At Ford, Fields says, the team is using the best lessons from around the world to develop the roadmap and innovation for the future. Personally, Fields says, he is bringing the lessons he learned from 10 years outside the United States -- at Mazda in Japan and in Europe running the Premier Automotive Group and Ford of Europe -- to his new role leading Ford's American operations.

"The task is to fix the business and then seek competitive advantage through innovation," Fields said. "All actions in North America are going to be fast, focused and fundamental. We will jettison excess bureaucratic baggage. We will break constraints. And we will make firm decisions.

"We are poised to win because we have a group of leaders who will not tolerate failure," Fields continues. "It's going to be uncomfortable but exhilarating at Ford Motor Company in the months ahead."

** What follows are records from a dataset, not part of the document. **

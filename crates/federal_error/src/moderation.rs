//! Moderation workflow errors.
//!
//! Every user-initiated action ends either in a success acknowledgement or in
//! one of these kinds. User-readable kinds carry the exact text shown to the
//! member; `PlatformCall` and `Persistence` carry diagnostics only and are
//! replaced by a generic message when surfaced.

use crate::{PlatformError, StorageError};
use derive_getters::Getters;

const GENERIC_FAILURE: &str =
    "❌ Ocorreu um erro ao processar sua solicitação. Tente novamente mais tarde.";

/// Moderation error conditions.
#[derive(Debug, Clone, PartialEq, Eq, Hash, PartialOrd, Ord, derive_more::Display)]
pub enum ModerationErrorKind {
    /// Record, channel or member is absent.
    #[display("Not found: {_0}")]
    NotFound(String),

    /// Free-text identity could not be mapped to a current member.
    #[display("Identity resolution failed: {_0}")]
    Resolution(String),

    /// Caller lacks the required role or permission.
    #[display("Permission denied: {_0}")]
    Permission(String),

    /// Target already has the access or entry being added.
    #[display("Already present: {_0}")]
    AlreadyPresent(String),

    /// Target has no access or entry to remove.
    #[display("Not present: {_0}")]
    NotPresent(String),

    /// Ticket owner cannot be removed from their own ticket.
    #[display("Owner protected: {_0}")]
    OwnerProtected(String),

    /// Submitted value failed validation (unknown category, malformed id).
    #[display("Invalid input: {_0}")]
    InvalidInput(String),

    /// A critical platform call failed.
    #[display("Platform call failed: {_0}")]
    PlatformCall(String),

    /// A record could not be persisted.
    #[display("Persistence failed: {_0}")]
    Persistence(String),
}

impl ModerationErrorKind {
    /// Text shown to the member who triggered the failed action.
    pub fn user_message(&self) -> String {
        match self {
            Self::NotFound(msg)
            | Self::Resolution(msg)
            | Self::Permission(msg)
            | Self::AlreadyPresent(msg)
            | Self::NotPresent(msg)
            | Self::OwnerProtected(msg)
            | Self::InvalidInput(msg) => format!("❌ {msg}"),
            Self::PlatformCall(_) | Self::Persistence(_) => GENERIC_FAILURE.to_string(),
        }
    }

    /// Whether the failure is internal (logged at error level, generic reply).
    pub fn is_internal(&self) -> bool {
        matches!(self, Self::PlatformCall(_) | Self::Persistence(_))
    }
}

/// Moderation error with source location tracking.
#[derive(Debug, Clone, derive_more::Display, derive_more::Error, Getters)]
#[display("Moderation Error: {} at line {} in {}", kind, line, file)]
pub struct ModerationError {
    kind: ModerationErrorKind,
    line: u32,
    file: &'static str,
}

impl ModerationError {
    /// Create a new ModerationError with automatic location tracking.
    ///
    /// # Example
    /// ```
    /// use federal_error::{ModerationError, ModerationErrorKind};
    ///
    /// let err = ModerationError::new(ModerationErrorKind::Permission(
    ///     "Apenas a equipe pode usar este botão.".to_string(),
    /// ));
    /// assert!(err.kind().user_message().contains("Apenas a equipe"));
    /// ```
    #[track_caller]
    pub fn new(kind: ModerationErrorKind) -> Self {
        let location = std::panic::Location::caller();
        Self {
            kind,
            line: location.line(),
            file: location.file(),
        }
    }
}

impl From<PlatformError> for ModerationError {
    #[track_caller]
    fn from(err: PlatformError) -> Self {
        ModerationError::new(ModerationErrorKind::PlatformCall(err.to_string()))
    }
}

impl From<StorageError> for ModerationError {
    #[track_caller]
    fn from(err: StorageError) -> Self {
        ModerationError::new(ModerationErrorKind::Persistence(err.to_string()))
    }
}

/// Result type for moderation operations.
pub type ModerationResult<T> = Result<T, ModerationError>;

Newly appointed as Ford's chief operating officer in the Americas, Stevens outlined the critical role of innovation in moving the auto industry forward. With its expansive scientific and technical knowledge, the auto industry has the opportunity to be the first generation to actually give back to the planet, she explains. Ford's Escape Hybrid and Mariner Hybrid, along with the lean, green and flexible Ford Rouge Plant, are examples of the confident first steps Ford has taken toward this goal.

"Innovation is at the heart of American progress, and it is right up there with 'individual rights' and 'liberty' as attitudes that literally put this country on the map," Stevens said.

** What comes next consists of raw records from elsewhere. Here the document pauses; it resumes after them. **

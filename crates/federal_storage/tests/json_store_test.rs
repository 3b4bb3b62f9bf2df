//! Tests for the JSON record store.

use federal_storage::{JsonStore, StorageErrorKind};
use serde::{Deserialize, Serialize};
use std::collections::BTreeMap;
use tempfile::TempDir;

#[derive(Debug, Clone, PartialEq, Serialize, Deserialize)]
struct Entry {
    name: String,
    id: String,
}

fn entry(name: &str, id: &str) -> Entry {
    Entry {
        name: name.to_string(),
        id: id.to_string(),
    }
}

#[test]
fn test_missing_file_is_initialised_empty() {
    let temp_dir = TempDir::new().unwrap();
    let path = temp_dir.path().join("banco").join("blacklist.json");
    let store: JsonStore<Vec<Entry>> = JsonStore::new(&path);

    assert!(store.load().is_empty());
    assert!(path.exists(), "load should create the backing file");
}

#[test]
fn test_update_persists_across_instances() {
    let temp_dir = TempDir::new().unwrap();
    let path = temp_dir.path().join("blacklist.json");

    let store: JsonStore<Vec<Entry>> = JsonStore::new(&path);
    store.update(|list| list.push(entry("X", "123"))).unwrap();

    let reopened: JsonStore<Vec<Entry>> = JsonStore::new(&path);
    assert_eq!(reopened.load(), vec![entry("X", "123")]);
}

#[test]
fn test_file_is_versioned_envelope() {
    let temp_dir = TempDir::new().unwrap();
    let path = temp_dir.path().join("tickets.json");
    let store: JsonStore<BTreeMap<String, u32>> = JsonStore::new(&path);
    store.update(|map| map.insert("42".to_string(), 7)).unwrap();

    let raw: serde_json::Value =
        serde_json::from_str(&std::fs::read_to_string(&path).unwrap()).unwrap();
    assert_eq!(raw["version"], 1);
    assert_eq!(raw["records"]["42"], 7);
}

#[test]
fn test_legacy_bare_container_is_read() {
    let temp_dir = TempDir::new().unwrap();
    let path = temp_dir.path().join("blacklist.json");
    std::fs::write(&path, r#"[{"name":"Old","id":"999"}]"#).unwrap();

    let store: JsonStore<Vec<Entry>> = JsonStore::new(&path);
    assert_eq!(store.load(), vec![entry("Old", "999")]);
}

#[test]
fn test_corrupt_file_falls_back_and_is_moved_aside() {
    let temp_dir = TempDir::new().unwrap();
    let path = temp_dir.path().join("punicoes.json");
    std::fs::write(&path, "{ not json").unwrap();

    let store: JsonStore<Vec<Entry>> = JsonStore::new(&path);
    assert!(store.load().is_empty());
    assert!(temp_dir.path().join("punicoes.json.corrupt").exists());
    assert!(path.exists());
}

#[test]
fn test_modify_without_change_does_not_write() {
    let temp_dir = TempDir::new().unwrap();
    let path = temp_dir.path().join("tickets.json");
    let store: JsonStore<BTreeMap<String, u32>> = JsonStore::new(&path);
    store.update(|map| map.insert("1".to_string(), 1)).unwrap();
    let before = std::fs::metadata(&path).unwrap().modified().unwrap();

    let touched = store.modify(|map| map.get_mut("missing").map(|v| *v += 1)).unwrap();
    assert!(touched.is_none());
    assert_eq!(std::fs::metadata(&path).unwrap().modified().unwrap(), before);
}

#[derive(Debug)]
struct Rejected(Option<StorageErrorKind>);

impl From<federal_storage::StorageError> for Rejected {
    fn from(err: federal_storage::StorageError) -> Self {
        Rejected(Some(err.kind))
    }
}

#[test]
fn test_try_update_discards_on_error() {
    let temp_dir = TempDir::new().unwrap();
    let store: JsonStore<Vec<Entry>> = JsonStore::new(temp_dir.path().join("b.json"));
    store.update(|list| list.push(entry("X", "123"))).unwrap();

    let result: Result<(), Rejected> = store.try_update(|list| {
        list.clear();
        Err(Rejected(None))
    });

    assert!(result.is_err());
    assert_eq!(store.load().len(), 1);
}

#[test]
fn test_unreadable_file_blocks_writes() {
    let temp_dir = TempDir::new().unwrap();
    let path = temp_dir.path().join("punicoes.json");
    std::fs::create_dir(&path).unwrap();
    std::fs::write(path.join("keep"), "records").unwrap();
    let store: JsonStore<Vec<Entry>> = JsonStore::new(&path);

    let mut mutated = false;
    let err = store
        .update(|list| {
            mutated = true;
            list.push(entry("X", "1"));
        })
        .unwrap_err();
    assert!(matches!(err.kind, StorageErrorKind::FileRead(_)), "{err}");
    assert!(!mutated);

    let err = store.modify(|list| list.pop()).unwrap_err();
    assert!(matches!(err.kind, StorageErrorKind::FileRead(_)));
    let result: Result<(), Rejected> = store.try_update(|_| Ok(()));
    assert!(matches!(result, Err(Rejected(Some(StorageErrorKind::FileRead(_))))));

    assert!(store.load().is_empty());
    assert!(path.is_dir());
    assert_eq!(std::fs::read_to_string(path.join("keep")).unwrap(), "records");
    assert!(!temp_dir.path().join("punicoes.json.corrupt").exists());
}

#[test]
fn test_non_utf8_file_is_moved_aside_intact() {
    let temp_dir = TempDir::new().unwrap();
    let path = temp_dir.path().join("blacklist.json");
    std::fs::write(&path, [0xff, 0xfe, 0x00]).unwrap();
    let store: JsonStore<Vec<Entry>> = JsonStore::new(&path);

    store.update(|list| list.push(entry("Y", "2"))).unwrap();

    assert_eq!(
        std::fs::read(temp_dir.path().join("blacklist.json.corrupt")).unwrap(),
        vec![0xff, 0xfe, 0x00]
    );
    assert_eq!(store.load(), vec![entry("Y", "2")]);
}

Additional steps need to be taken by all automakers in areas such as alternative fuels, biodiesel, fuel cells and hydrogen powered vehicles, she said. The industry can accomplish the goals in a timely and orderly fashion by using "good old American innovation."

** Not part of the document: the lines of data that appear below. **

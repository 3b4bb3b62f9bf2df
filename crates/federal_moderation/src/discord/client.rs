//! Discord client lifecycle.

use super::handler::FederalHandler;
use crate::config::ModerationConfig;
use federal_error::{PlatformError, PlatformResult};
use serenity::Client;
use tracing::{info, instrument};

/// The bot's gateway connection.
pub struct FederalBot {
    client: Client,
}

impl FederalBot {
    /// Build the client for `token`.
    ///
    /// # Errors
    ///
    /// Returns an error if serenity rejects the token or cannot build the
    /// client.
    #[instrument(skip(token, config), fields(token_len = token.len()))]
    pub async fn new(token: &str, config: ModerationConfig) -> PlatformResult<Self> {
        let intents = FederalHandler::intents();
        info!(?intents, "Building Discord client");
        let client = Client::builder(token, intents)
            .event_handler(FederalHandler::new(config))
            .await
            .map_err(|e| PlatformError::new("connect", e.to_string()))?;
        Ok(Self { client })
    }

    /// Run until the gateway connection ends.
    #[instrument(skip(self))]
    pub async fn start(&mut self) -> PlatformResult<()> {
        info!("Starting Discord bot");
        self.client
            .start()
            .await
            .map_err(|e| PlatformError::new("gateway", e.to_string()))
    }
}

But getting innovations off the ground requires engineers to breathe new life into new ideas. Stevens expressed concern that, with the declining number of students studying science and engineering, the future of the U.S. auto industry runs the risk of being completely dependent on engineering knowledge residing abroad. The building blocks of the auto industry are eroding at a time when such nations as China are gathering strength, she said, pointing to the fact that:

  * Fewer students are studying science and engineering. Enrollment in
    first-year engineering programs is down more than 5 percent since 2002.
  * Electrical engineering is starting to decline, as well. Computer science
    is even more alarming -- with enrollment for first-year students off 31
    percent from 2001.
  * China is graduating five times the number of engineers this year as in
    the U.S. -- and graduating an equal number of PhDs.
  * In the U.S., foreign nationals earned more than 50 percent of master's
    degrees in engineering and 63 percent of PhDs.
  * Less than 20 percent of graduate engineering students in the U.S. are
    women, and only 10 percent of the engineering workforce is female.  This
    makes it the most segregated of all professions in the U.S. today.

"This does not bode well for the manufacturing base in the United States -- and that means us," Stevens said. "If America is to maintain its manufacturing know-how, we must fill that engineering pipeline. We cannot afford to be slow to market because of an insufficient engineering base at home.

"We at Ford urge the entire auto industry to join together encourage our young people to pursue the studies that will prepare them to become our future colleagues. We need these engineers of the future if we intend to continue the spirit of American innovation that created our industry itself."